ASSIGNED TASK:
Word for word, return the lines from the start of the entries below through the line that has "the type of every class literal.".

Data extracted from a collection:
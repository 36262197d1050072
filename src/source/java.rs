use std::collections::HashSet;
use std::path::Path;

use miette::{IntoDiagnostic, Result};
use tracing::debug;
use tree_sitter::{Node, Parser as TsParser};

/// One import statement, split into the three shapes the reference rules
/// care about.
#[derive(Debug, Clone, PartialEq, Eq)]
pub struct ImportStatement {
    /// Dotted path as written, without any trailing `.*`.
    pub path: String,
    pub is_static: bool,
    pub is_wildcard: bool,
}

/// Facts extracted from one parsed compilation unit. The unit itself is
/// discarded after extraction; reference resolution only needs these.
#[derive(Debug, Default)]
pub struct SourceUnit {
    pub package: Option<String>,
    pub imports: Vec<ImportStatement>,
    /// Simple names of the top-level types declared in this unit.
    pub declared_types: Vec<String>,
    /// Dotted scope chains occurring in the expression forest: the scope of
    /// every field access plus the type of every class literal.
    pub access_chains: HashSet<String>,
}

impl SourceUnit {
    /// Qualified name of the unit's first declared type, if any.
    pub fn primary_type(&self) -> Option<String> {
        let simple = self.declared_types.first()?;
        Some(match &self.package {
            Some(package) => format!("{}.{}", package, simple),
            None => simple.clone(),
        })
    }

    /// Whether `qualified` names a type declared in this unit (or a member
    /// of one).
    pub fn declares(&self, qualified: &str) -> bool {
        self.declared_types.iter().any(|simple| {
            let fqn = match &self.package {
                Some(package) => format!("{}.{}", package, simple),
                None => simple.clone(),
            };
            qualified == fqn || qualified.starts_with(&format!("{}.", fqn))
        })
    }
}

/// Java source reader using tree-sitter
pub struct JavaUnitReader;

impl JavaUnitReader {
    pub fn new() -> Self {
        Self
    }

    /// Parse one `.java` file into the facts needed for reference
    /// resolution. Parse failure is an error for this unit only.
    pub fn parse(&self, path: &Path, contents: &str) -> Result<SourceUnit> {
        let mut parser = TsParser::new();
        parser
            .set_language(&tree_sitter_java::language())
            .into_diagnostic()?;

        let tree = parser
            .parse(contents, None)
            .ok_or_else(|| miette::miette!("Failed to parse Java file: {}", path.display()))?;

        let root = tree.root_node();
        let mut unit = SourceUnit::default();

        unit.package = extract_package(root, contents);
        unit.imports = extract_imports(root, contents);
        unit.declared_types = extract_declared_types(root, contents);
        collect_access_chains(root, contents, &mut unit.access_chains);

        debug!(
            "Parsed {}: package {:?}, {} imports, {} access chains",
            path.display(),
            unit.package,
            unit.imports.len(),
            unit.access_chains.len()
        );

        Ok(unit)
    }
}

impl Default for JavaUnitReader {
    fn default() -> Self {
        Self::new()
    }
}

fn node_text<'a>(node: Node<'a>, source: &'a str) -> &'a str {
    &source[node.start_byte()..node.end_byte()]
}

fn extract_package(root: Node, source: &str) -> Option<String> {
    let mut cursor = root.walk();
    for child in root.children(&mut cursor) {
        if child.kind() == "package_declaration" {
            let mut pkg_cursor = child.walk();
            for pkg_child in child.children(&mut pkg_cursor) {
                if pkg_child.kind() == "scoped_identifier" || pkg_child.kind() == "identifier" {
                    return Some(node_text(pkg_child, source).to_string());
                }
            }
        }
    }
    None
}

fn extract_imports(root: Node, source: &str) -> Vec<ImportStatement> {
    let mut imports = Vec::new();
    let mut cursor = root.walk();

    for child in root.children(&mut cursor) {
        if child.kind() != "import_declaration" {
            continue;
        }

        let mut path = None;
        let mut is_static = false;
        let mut is_wildcard = false;

        let mut import_cursor = child.walk();
        for import_child in child.children(&mut import_cursor) {
            match import_child.kind() {
                "static" => is_static = true,
                "asterisk" => is_wildcard = true,
                "scoped_identifier" | "identifier" => {
                    if path.is_none() {
                        path = Some(node_text(import_child, source).to_string());
                    }
                }
                _ => {}
            }
        }

        if let Some(path) = path {
            imports.push(ImportStatement {
                path,
                is_static,
                is_wildcard,
            });
        }
    }

    imports
}

fn extract_declared_types(root: Node, source: &str) -> Vec<String> {
    let mut types = Vec::new();
    let mut cursor = root.walk();

    for child in root.children(&mut cursor) {
        match child.kind() {
            "class_declaration"
            | "interface_declaration"
            | "enum_declaration"
            | "record_declaration"
            | "annotation_type_declaration" => {
                if let Some(name) = child.child_by_field_name("name") {
                    types.push(node_text(name, source).to_string());
                }
            }
            _ => {}
        }
    }

    types
}

/// Walk the whole tree recording the scope chain of every field access and
/// the named type of every class literal. Chains are only recorded when the
/// scope is a pure dotted identifier chain; anything flowing through a call
/// or a local expression is not a name reference.
fn collect_access_chains(root: Node, source: &str, chains: &mut HashSet<String>) {
    let mut cursor = root.walk();

    loop {
        let current = cursor.node();

        match current.kind() {
            "field_access" => {
                if let Some(object) = current.child_by_field_name("object") {
                    if let Some(chain) = dotted_chain(object, source) {
                        chains.insert(chain);
                    }
                }
            }
            "class_literal" => {
                let text = node_text(current, source);
                if let Some(named) = text.strip_suffix(".class") {
                    let named = named.trim();
                    if is_dotted_name(named) {
                        chains.insert(named.to_string());
                    }
                }
            }
            _ => {}
        }

        if cursor.goto_first_child() {
            continue;
        }
        while !cursor.goto_next_sibling() {
            if !cursor.goto_parent() {
                return;
            }
        }
    }
}

fn dotted_chain(node: Node, source: &str) -> Option<String> {
    match node.kind() {
        "identifier" => Some(node_text(node, source).to_string()),
        "field_access" => {
            let object = node.child_by_field_name("object")?;
            let field = node.child_by_field_name("field")?;
            let head = dotted_chain(object, source)?;
            Some(format!("{}.{}", head, node_text(field, source)))
        }
        _ => None,
    }
}

fn is_dotted_name(text: &str) -> bool {
    !text.is_empty()
        && text.split('.').all(|segment| {
            !segment.is_empty()
                && segment
                    .chars()
                    .all(|c| c.is_alphanumeric() || c == '_' || c == '$')
                && !segment.chars().next().unwrap_or('0').is_ascii_digit()
        })
}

OUTPUT:
repository 36262197d1050072
filename src/source/java.rs
use std::collections::HashSet;
use std::path::Path;

use miette::{IntoDiagnostic, Result};
use tracing::debug;
use tree_sitter::{Node, Parser as TsParser};

/// One import statement, split into the three shapes the reference rules
/// care about.
#[derive(Debug, Clone, PartialEq, Eq)]
pub struct ImportStatement {
    /// Dotted path as written, without any trailing `.*`.
    pub path: String,
    pub is_static: bool,
    pub is_wildcard: bool,
}

/// Facts extracted from one parsed compilation unit. The unit itself is
/// discarded after extraction; reference resolution only needs these.
#[derive(Debug, Default)]
pub struct SourceUnit {
    pub package: Option<String>,
    pub imports: Vec<ImportStatement>,
    /// Simple names of the top-level types declared in this unit.
    pub declared_types: Vec<String>,
    /// Dotted scope chains occurring in the expression forest: the scope of
    /// every field access plus the type of every class literal.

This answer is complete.